Dólar Dispara: FED Duro e Copom Confuso Levam Moeda Americana a R$ 5,17, Pior Desempenho do Real no Mundo

Dólar Atinge Novo Pico e Mercado Reage a Decisões de Política Monetária nos EUA e Brasil

O dólar registrou uma forte alta no mercado brasileiro, fechando o dia cotado a R$ 5,1752. Este movimento acompanha a valorização da moeda americana no cenário internacional, impulsionada pelo tom mais rígido do Federal Reserve (Fed), o banco central dos Estados Unidos, em sua última reunião. Paralelamente, o real apresentou o pior desempenho entre as principais moedas globais.

A desvalorização da moeda brasileira foi acentuada por declarações do Banco Central do Brasil (BCB) divulgadas na noite anterior. A instituição estendeu o horizonte temporal para a política monetária, justificando um novo corte na taxa Selic mesmo com a deterioração das expectativas de inflação. Essa comunicação gerou apreensão entre os investidores.

A percepção de risco geopolítico também diminuiu após um acordo entre Estados Unidos e Irã, o que levou à queda nos preços do petróleo. Como parte da recente valorização do real estava associada a uma melhora nos termos de troca devido ao aumento das commodities, investidores podem estar realizando lucros, desfazendo posições conhecidas como ‘trade do petróleo’. Todas essas informações foram divulgadas pelo Agência Estadão.

Impacto das Decisões do Fed e do Copom no Mercado

O economista-chefe da Análise Econômica, André Galhardo, apontou o discurso firme do Fed como o principal fator para a queda do real. Ele destacou o compromisso do novo presidente do Fed, Kevin Warsh, com a estabilidade de preços, o que afastou receios de interferência política na condução da política monetária americana. O Fed mostrou-se mais conservador do que o mercado esperava, com a maioria de seus dirigentes prevendo alta de juros ainda este ano.

Galhardo classificou o comunicado do Comitê de Política Monetária (Copom) como ‘confuso’, o que, em sua visão, pode ter contribuído para agravar a desvalorização do real. A decisão do Copom de cortar a taxa Selic em 0,25 ponto percentual, levando-a a 14,25%, ocorreu apesar da elevação nas projeções de inflação para o quarto trimestre de 2027, que agora é o horizonte relevante da política monetária, subindo de 3,5% para 3,7%.
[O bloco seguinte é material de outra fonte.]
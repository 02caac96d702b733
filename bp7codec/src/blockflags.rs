// Copyright (C) 2023 Felix Huettner
//
// This file is part of DTRD.
//
// DTRD is free software: you can redistribute it and/or modify
// it under the terms of the GNU General Public License as published by
// the Free Software Foundation, either version 3 of the License, or
// (at your option) any later version.
//
// DTRD is distributed in the hope that it will be useful,
// but WITHOUT ANY WARRANTY; without even the implied warranty of
// MERCHANTABILITY or FITNESS FOR A PARTICULAR PURPOSE.  See the
// GNU General Public License for more details.
//
// You should have received a copy of the GNU General Public License
// along with this program.  If not, see <https://www.gnu.org/licenses/>.

use bitflags::bitflags;
use serde::{Deserialize, Serialize, de::Visitor};
use thiserror::Error;

use crate::{Validate, bundle::BundleError};

/// Invalid block processing control flags.
#[derive(Error, Debug, PartialEq, Eq, Clone)]
pub enum BlockFlagsError {
    #[error("reserved bits 0x{0:X} must not be set")]
    ReservedBitsSet(u64),
}

bitflags! {
    #[derive(Clone, Copy, Debug, PartialEq, Eq, Hash)]
    /// Block Processing Control Flags
    ///
    /// see 4.2.4 of RFC9171 for details.
    pub struct BlockFlags: u64 {
        /// Block must be replicated in every fragment.
        const MUST_REPLICATE_TO_ALL_FRAGMENTS = 0x01;
        /// Transmit status report if block can't be processed.
        const STATUS_REPORT_REQUESTED_WHEN_NOT_PROCESSABLE = 0x02;
        /// Delete bundle if block can't be processed.
        const DELETE_BUNDLE_WHEN_NOT_PROCESSABLE = 0x04;
        /// Discard block if it can't be processed.
        const DELETE_BLOCK_WHEN_NOT_PROCESSABLE = 0x10;

        // keep unknown bits so that validation can see them
        const _ = !0;
    }
}

impl BlockFlags {
    const ASSIGNED: u64 = 0x17;
}

impl Default for BlockFlags {
    fn default() -> Self {
        BlockFlags::empty()
    }
}

impl Serialize for BlockFlags {
    fn serialize<S>(&self, serializer: S) -> Result<S::Ok, S::Error>
    where
        S: serde::Serializer,
    {
        serializer.serialize_u64(self.bits())
    }
}

impl<'de> Deserialize<'de> for BlockFlags {
    fn deserialize<D>(deserializer: D) -> Result<Self, D::Error>
    where
        D: serde::Deserializer<'de>,
    {
        struct BlockFlagsVisitor;
        impl Visitor<'_> for BlockFlagsVisitor {
            type Value = BlockFlags;

            fn expecting(&self, formatter: &mut std::fmt::Formatter) -> std::fmt::Result {
                formatter.write_str("Block Flags")
            }

            fn visit_u64<E>(self, v: u64) -> Result<Self::Value, E>
            where
                E: serde::de::Error,
            {
                Ok(BlockFlags::from_bits_retain(v))
            }
        }
        deserializer.deserialize_u64(BlockFlagsVisitor)
    }
}

impl Validate for BlockFlags {
    fn validate(&self) -> Result<(), BundleError> {
        let reserved = self.bits() & !BlockFlags::ASSIGNED;
        if reserved != 0 {
            return Err(BundleError::BlockFlags(BlockFlagsError::ReservedBitsSet(
                reserved,
            )));
        }
        Ok(())
    }
}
Incertezas na Política Monetária Brasileira e suas Consequências

Solange Srour, diretora de macroeconomia para o Brasil do UBS Global Wealth Management, expressou preocupação com o comunicado do Copom, afirmando que ele enfraquece a única âncora que o Brasil possui atualmente: a política monetária. Embora o comitê tenha reconhecido a aceleração da atividade econômica, o efeito dos estímulos e a piora das expectativas de inflação, a decisão de estender o horizonte relevante para o primeiro trimestre de 2028 foi vista como uma contradição à postura mais restritiva.

Na prática, o Copom demonstra desconforto com a desaceleração da atividade necessária para atingir a meta de inflação no prazo original. Essa desaceleração é justamente o mecanismo pelo qual a política monetária restritiva funciona. Srour ressaltou que o custo para ancorar as expectativas de inflação, que já era elevado pela ausência de uma âncora fiscal, tornou-se ainda maior com a comunicação do BCB.

Cenário Global e o Comportamento das Moedas

O índice DXY, que mede a força do dólar frente a uma cesta de seis moedas fortes, apresentava alta, atingindo os maiores níveis desde maio de 2025. A libra esterlina também sofreu desvalorização após o Banco da Inglaterra manter sua taxa de juros inalterada. O Dollar Index acumula valorização significativa na semana e no mês de junho.

José Faria Junior, diretor da Wagner Investimentos, comentou que, apesar da queda do risco global com a reabertura de rotas comerciais, a postura mais dura do Fed ditou o ritmo do mercado de moedas. Ele enfatizou a importância de acompanhar o DXY, que ameaça reverter sua tendência de baixa de longo prazo. No Brasil, o Copom com viés mais flexível prejudica o real, e as commodities estão em processo de correção após fortes altas, o que pode adicionar pressão negativa ao real e à bolsa brasileira.